Ce symbole est aujourd'hui très courant pour les mouvements LGBT. Même si à un moment il a acquis une connotation strictement masculine, il est utilisé à la fois par les gays et les lesbiennes d'aujourd'hui. Retour en décembre de 1974, le lambda a été officiellement déclaré le symbole international pour les droits des homosexuels et des lesbiennes par le congrès Gay Rights International d'Édimbourg, en Écosse[5].

Le Labrys[modifier | modifier le code]

Labrys comme symbole moderne.

Le labrys a été le symbole des femmes dans les années 1970 pour un certain nombre de lesbiennes et d'organisations féministes. Sa popularité a augmenté lorsque des articles sur ses origines ont été publiés dans la littérature féministe de l'époque. Aujourd'hui, le labrys a été remplacée par d'autres symboles, mais on peut encore voir orner les bijoux et les magasins spécialisés de femmes[5].

Symbole de la bisexualité en Australie[modifier | modifier le code]
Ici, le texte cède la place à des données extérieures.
//! A running simulation wired to a renderer.

use orrery_config::{CatalogChoice, Config, SimulationConfig, read_ron};
use orrery_kepler::{
    BodyDefinition, KeplerSolver, OrbitSampler, SimulationContext, SimulationStepper, TickReport,
    catalog,
};
use tracing::{info, warn};

use crate::error::AppError;
use crate::overlay::Overlay;
use crate::render::RenderSink;

/// Body definitions selected by the simulation settings.
///
/// A `bodies_file` replaces the built-in catalog entirely.
pub fn load_definitions(simulation: &SimulationConfig) -> Result<Vec<BodyDefinition>, AppError> {
    let definitions = match &simulation.bodies_file {
        Some(path) => {
            let definitions: Vec<BodyDefinition> = read_ron(path)?;
            info!(
                path = %path.display(),
                count = definitions.len(),
                "Loaded body table"
            );
            definitions
        }
        None => match simulation.catalog {
            CatalogChoice::SolarSystem => catalog::solar_system(),
            CatalogChoice::NearEarth => catalog::near_earth_asteroids(),
            CatalogChoice::All => catalog::all_bodies(),
        },
    };

    if definitions.is_empty() {
        return Err(AppError::NoBodies);
    }
    Ok(definitions)
}

/// Simulation state plus the renderer-side toggles.
pub struct Session {
    context: SimulationContext,
    stepper: SimulationStepper,
    sampler: OrbitSampler,
    overlay: Overlay,
}

impl Session {
    /// Builds solver, sampler and context from a validated config.
    pub fn from_config(config: &Config) -> Result<Self, AppError> {
        let definitions = load_definitions(&config.simulation)?;
        Self::with_definitions(config, &definitions)
    }

    /// Like [`from_config`](Self::from_config) with an explicit body list.
    pub fn with_definitions(
        config: &Config,
        definitions: &[BodyDefinition],
    ) -> Result<Self, AppError> {
        let solver = KeplerSolver::new(config.solver.tolerance, config.solver.max_iterations)?;
        let sampler = OrbitSampler::new(config.sampler.step)?;
        let context =
            SimulationContext::from_definitions(definitions, &solver, config.simulation.sim_speed)?;

        Ok(Self {
            context,
            stepper: SimulationStepper::new(solver),
            sampler,
            overlay: Overlay::from_config(&config.display),
        })
    }

    pub fn context(&self) -> &SimulationContext {
        &self.context
    }

    pub fn overlay(&self) -> Overlay {
        self.overlay
    }

    /// Builds every orbit trace, applies the toggles and places the bodies.
    ///
    /// Moon traces are relative to their parent.
    pub fn build_scene(&self, sink: &mut impl RenderSink) {
        for body in self.context.bodies() {
            if let Some(trace) = self.context.trace(body.name(), &self.sampler) {
                sink.build_orbit(body.name(), &trace);
            }
        }
        self.overlay.apply(self.context.bodies(), sink);
        self.place_bodies(sink);
    }

    /// Advances one tick and moves every body marker.
    pub fn step(&mut self, sink: &mut impl RenderSink) -> TickReport {
        let report = self.stepper.tick(&mut self.context);
        if !report.is_clean() {
            warn!(
                tick = report.tick,
                failed = report.failures.len(),
                "Tick completed with failures"
            );
        }
        self.place_bodies(sink);
        report
    }

    pub fn toggle_orbits(&mut self, sink: &mut impl RenderSink) -> bool {
        self.overlay.toggle_orbits(self.context.bodies(), sink)
    }

    pub fn toggle_labels(&mut self, sink: &mut impl RenderSink) -> bool {
        self.overlay.toggle_labels(self.context.bodies(), sink)
    }

    fn place_bodies(&self, sink: &mut impl RenderSink) {
        for body in self.context.bodies() {
            if let Some(position) = self.context.world_position(body.name()) {
                sink.place_body(body.name(), position);
            }
        }
    }
}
Un symbole qui a été adoptée en Australie par le mouvement bisexuel est le symbole yin-yang combiné avec le symbole bisexuel. Le South Australian Bisexual Network a été créé en novembre 1992 et a développé le symbole l'année suivante pour l'utiliser sur son matériel militant[5].

Main Pourpre[modifier | modifier le code]

La main pourpre n'a pas duré longtemps. L'histoire raconte que, dans les années 1970, un groupe de personnes ont pris d'assaut le bureau de San Francisco Examiner pour protester contre un éditorial homophobe et a mis des empreintes de mains pourpres partout sur le bâtiment. Inspiré par le New York des gangs mafieux New « La Main Noire», certains militants ont tenté d'utiliser la main « pourpre » comme un symbole gay et lesbien[5].

Références[modifier | modifier le code]

  1. Site Generation Gay
  2. « Youth says he was raped by police after arrest », The Times,‎ , p. 3 :

    « I was obviously picked on because of my appearance and the fact that I was wearing a Gay Lib supporters badge, a pink triangle. »

  3. Erik Jensen, « The pink triangle and political consciousness: gays, lesbians, and the memory of Nazi persecution », Journal of the History of Sexuality, vol. 11, no 1 and 2,‎
  4. Site The Pink Triangle
  5. a, b, c, d, e et f Site lambda
  6. a et b Scorpio-Assoc
  7. Ray Kampf, (2000). The Bear Handbook: A Comprehensive Guide for Those Who Are Husky, Hairy and Homosexual, and Those Who Love 'Em from Haworth Press page 16 ISBN 1-56023-996-4 [1]
  8. (en) « Gay Symbols 5 », article par Matt & Andrej Koymasky sur leur site personnel.